Missing material, however, does not necessarily indicate foul play. It is possible for nuclear materials to build up at valves or bends in piping. This lost material can be found, measured and cleaned up with the help of a radiation imager. As the inventor of an effective room-temperature radiation imager, Zhong He, U-M professor of nuclear engineering and radiological sciences, will head the effort for advanced safeguard tools.

Better to understand nuclear measurements, Alfred Hero, the R. Jamison and Betty Williams Professor of Engineering in electrical and computer engineering at U-M, will lead a team examining how data from multiple sensors can be used together to answer nonproliferation questions. The work could result in better methods for detecting nuclear detonations and other potentially threatening activities.

The IAEA also oversees disarmament efforts, such as turning nuclear warheads into reactor fuel.

In Russia, the Megatons to Megawatts program converted hundreds of metric tons from warheads into nuclear fuel used in the U.S.,” Pozzi said. “In these scenarios, again, we need tools to verify that what is being turned into fuel is indeed a nuclear warhead and not some other form of nuclear material.”

Because the designs of the nuclear warheads are still classified, the detection method has to walk a fine line. The data must be clear enough to confirm that the starting material is highly enriched uranium but fuzzy enough that it doesn’t give away the details of the weapon’s design. Richard Lanza of the Massachusetts Institute of Technology leads the disarmament verification group.

For tracking potential illicit nuclear tests, the team will focus on monitoring seismic activity. Earthquakes and nuclear explosions make the ground shake differently, and each can be traced back to its source. Paul Richards of Columbia University heads these studies.

A team led by Alexander Glaser of Princeton University will scrutinize proposals for future disarmament treaties, looking for gaps in their policies that could allow nuclear materials to fall into the wrong hands. A group led by Kimberlee Kearfott of U-M will address the generation gap in nuclear nonproliferation expertise.

Other U-M collaborators are chief scientist David Wehe and John Lee, professors in nuclear engineering and radiological sciences. U-M President Emeritus James Duderstadt and NERS Professor Emeritus Glenn Knoll will serve on the project’s advisory board. Other university partners are North Carolina State University, University of Hawaii, Pennsylvania State University, Duke University, University of Wisconsin, University of Florida, Oregon State University, Yale University and University of Illinois.

Laboratory partners include the Princeton Plasma Physics Laboratory and several National Laboratories, including Los Alamos, Lawrence Livermore, Sandia, Lawrence Berkeley, Oak Ridge, Pacific Northwest and Idaho.

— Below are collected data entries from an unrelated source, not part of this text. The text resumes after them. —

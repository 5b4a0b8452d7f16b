//! 后端流格式解析器
//!
//! Amazon Q 以 AWS Event Stream 二进制帧返回响应，
//! 这里负责把字节流切分为 `BackendEventFrame`。

pub mod aws_event_stream;

pub use aws_event_stream::{
    encode_frame, event_frame, BackendEventFrame, DecodeError, EventStreamDecoder, HeaderValue,
};
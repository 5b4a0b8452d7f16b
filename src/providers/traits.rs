//! 后端客户端 Trait 定义
//!
//! 网关只依赖 `BackendClient`，测试中可以替换为返回固定事件流的实现。

use async_trait::async_trait;

use crate::error::GatewayError;
use crate::models::codewhisperer::CodeWhispererRequest;
use crate::stream::ByteStream;

/// 后端客户端
#[async_trait]
pub trait BackendClient: Send + Sync {
    /// 发送请求，返回响应体字节流
    ///
    /// 只等待到响应头；非 2xx 状态码在这里转换为 `UpstreamError`，
    /// 响应体读取错误出现在返回的字节流中。
    async fn send(
        &self,
        request: &CodeWhispererRequest,
        access_token: &str,
    ) -> Result<ByteStream, GatewayError>;
}
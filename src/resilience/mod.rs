//! 容错机制模块
//!
//! 提供上游调用、流式读取和凭证刷新的超时控制

mod timeout;

pub use timeout::{execute_with_timeout, next_with_idle_timeout, TimeoutConfig, TimeoutError};
//! Anthropic 请求转换为规范化请求
//!
//! 内容块基本一一对应；`system`（字符串或文本块数组）直接复制。
//! 模型名称原样保留，不经过别名映射。

use crate::models::anthropic::{
    AnthropicContent, AnthropicContentBlock, AnthropicImageSource, AnthropicMessagesRequest,
    ToolResultContent,
};
use crate::models::canonical::{
    CanonicalMessage, CanonicalRequest, ContentBlock, ImageSource, Role, Tool, DEFAULT_MAX_TOKENS,
};
use crate::translator::models::DEFAULT_MODEL;
use crate::translator::openai::validate_base64;
use crate::translator::traits::{RequestTranslator, TranslateError};

/// Anthropic 入口转换器
#[derive(Debug, Clone, Default)]
pub struct AnthropicRequestTranslator;

impl AnthropicRequestTranslator {
    pub fn new() -> Self {
        Self
    }
}

impl RequestTranslator for AnthropicRequestTranslator {
    type Input = AnthropicMessagesRequest;
    type Output = CanonicalRequest;
    type Error = TranslateError;

    fn translate_request(&self, request: Self::Input) -> Result<Self::Output, Self::Error> {
        convert_anthropic_to_canonical(&request)
    }
}

/// 将 Anthropic MessagesRequest 转换为 CanonicalRequest
pub fn convert_anthropic_to_canonical(
    request: &AnthropicMessagesRequest,
) -> Result<CanonicalRequest, TranslateError> {
    let messages = request
        .messages
        .iter()
        .enumerate()
        .map(|(i, msg)| {
            let role = match msg.role.as_str() {
                "user" => Role::User,
                "assistant" => Role::Assistant,
                other => {
                    return Err(TranslateError::invalid_request(format!(
                        "messages[{}] 未知角色: {}",
                        i, other
                    )))
                }
            };
            let content = match &msg.content {
                AnthropicContent::Text(text) => vec![ContentBlock::text(text.clone())],
                AnthropicContent::Blocks(blocks) => blocks
                    .iter()
                    .map(convert_block)
                    .collect::<Result<Vec<_>, _>>()?,
            };
            Ok(CanonicalMessage::new(role, content))
        })
        .collect::<Result<Vec<_>, _>>()?;

    let tools = request
        .tools
        .iter()
        .flatten()
        .map(|tool| Tool {
            name: tool.name.clone(),
            description: tool.description.clone().unwrap_or_default(),
            schema: tool.input_schema.clone(),
        })
        .collect();

    let canonical = CanonicalRequest {
        model: request
            .model
            .clone()
            .filter(|m| !m.is_empty())
            .unwrap_or_else(|| DEFAULT_MODEL.to_string()),
        messages,
        system: request
            .system
            .as_ref()
            .map(|s| s.to_text())
            .filter(|s| !s.is_empty()),
        tools,
        max_tokens: request.max_tokens.unwrap_or(DEFAULT_MAX_TOKENS),
        temperature: request.temperature,
        stream: request.stream.unwrap_or(true),
    };
    canonical.validate()?;

    tracing::debug!(
        "[TRANSLATE] Anthropic 请求: model={}, {} 条消息, {} 个工具",
        canonical.model,
        canonical.messages.len(),
        canonical.tools.len()
    );
    Ok(canonical)
}

fn convert_block(block: &AnthropicContentBlock) -> Result<ContentBlock, TranslateError> {
    Ok(match block {
        AnthropicContentBlock::Text { text } => ContentBlock::text(text.clone()),
        AnthropicContentBlock::Image { source } => ContentBlock::Image {
            source: match source {
                AnthropicImageSource::Base64 { media_type, data } => {
                    validate_base64(data)?;
                    ImageSource::Base64 {
                        mime: media_type.clone(),
                        data: data.clone(),
                    }
                }
                AnthropicImageSource::Url { url } => ImageSource::Url { value: url.clone() },
            },
        },
        AnthropicContentBlock::ToolUse { id, name, input } => ContentBlock::ToolCall {
            id: id.clone(),
            name: name.clone(),
            arguments: if input.is_null() {
                serde_json::json!({})
            } else {
                input.clone()
            },
        },
        AnthropicContentBlock::ToolResult {
            tool_use_id,
            content,
            is_error,
        } => ContentBlock::ToolResult {
            tool_call_id: tool_use_id.clone(),
            content: tool_result_text(content.as_ref()),
            is_error: is_error.unwrap_or(false),
        },
    })
}

fn tool_result_text(content: Option<&ToolResultContent>) -> String {
    match content {
        None => String::new(),
        Some(ToolResultContent::Text(text)) => text.clone(),
        Some(ToolResultContent::Blocks(blocks)) => blocks
            .iter()
            .filter_map(|b| match b {
                AnthropicContentBlock::Text { text } => Some(text.as_str()),
                _ => None,
            })
            .collect::<Vec<_>>()
            .join("\n"),
    }
}

#[cfg(test)]
mod tests {
    use super::*;
    use serde_json::json;

    fn parse(value: serde_json::Value) -> AnthropicMessagesRequest {
        serde_json::from_value(value).unwrap()
    }

    #[test]
    fn test_model_is_never_aliased() {
        let request = parse(json!({
            "model": "gpt-4o",
            "max_tokens": 100,
            "messages": [{"role": "user", "content": "hi"}]
        }));
        let canonical = convert_anthropic_to_canonical(&request).unwrap();
        assert_eq!(canonical.model, "gpt-4o");
        assert_eq!(canonical.max_tokens, 100);
    }

    #[test]
    fn test_system_blocks_joined() {
        let request = parse(json!({
            "model": "claude-sonnet-4",
            "system": [{"type": "text", "text": "A"}, {"type": "text", "text": "B"}],
            "messages": [{"role": "user", "content": "hi"}]
        }));
        let canonical = convert_anthropic_to_canonical(&request).unwrap();
        assert_eq!(canonical.system.as_deref(), Some("A\nB"));
    }

    #[test]
    fn test_blocks_preserve_order() {
        let request = parse(json!({
            "model": "claude-sonnet-4",
            "messages": [
                {"role": "user", "content": [
                    {"type": "text", "text": "look"},
                    {"type": "image", "source": {"type": "base64", "media_type": "image/png", "data": "iVBORw0KGgo="}},
                    {"type": "text", "text": "here"}
                ]},
                {"role": "assistant", "content": [
                    {"type": "tool_use", "id": "toolu_1", "name": "lookup", "input": {"q": "x"}}
                ]},
                {"role": "user", "content": [
                    {"type": "tool_result", "tool_use_id": "toolu_1",
                     "content": [{"type": "text", "text": "found"}], "is_error": true}
                ]}
            ],
            "tools": [{"name": "lookup", "input_schema": {"type": "object"}}]
        }));
        let canonical = convert_anthropic_to_canonical(&request).unwrap();
        let first = &canonical.messages[0].content;
        assert_eq!(first[0], ContentBlock::text("look"));
        assert!(matches!(first[1], ContentBlock::Image { .. }));
        assert_eq!(first[2], ContentBlock::text("here"));
        assert_eq!(
            canonical.messages[2].content[0],
            ContentBlock::ToolResult {
                tool_call_id: "toolu_1".to_string(),
                content: "found".to_string(),
                is_error: true
            }
        );
        assert_eq!(canonical.tools[0].description, "");
    }

    #[test]
    fn test_unknown_block_rejected_by_decoder() {
        let result: Result<AnthropicMessagesRequest, _> = serde_json::from_value(json!({
            "model": "claude-sonnet-4",
            "messages": [{"role": "user", "content": [{"type": "document", "data": "x"}]}]
        }));
        assert!(result.is_err());
    }

    #[test]
    fn test_bad_tool_schema_rejected() {
        let request = parse(json!({
            "model": "claude-sonnet-4",
            "messages": [{"role": "user", "content": "hi"}],
            "tools": [{"name": "f", "input_schema": "not an object"}]
        }));
        assert!(convert_anthropic_to_canonical(&request).is_err());
    }
}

“Developing the R&D expertise of tomorrow can take years to cultivate,” said NNSA Deputy Administrator for Defense Nuclear Nonproliferation Anne Harrington. “But we are linking national laboratories and academia by funding the next generation of researchers to perform complex research and gain an understanding of technical challenges in areas of major importance for the nuclear nonproliferation mission that can only be garnered first-hand at the national laboratories.”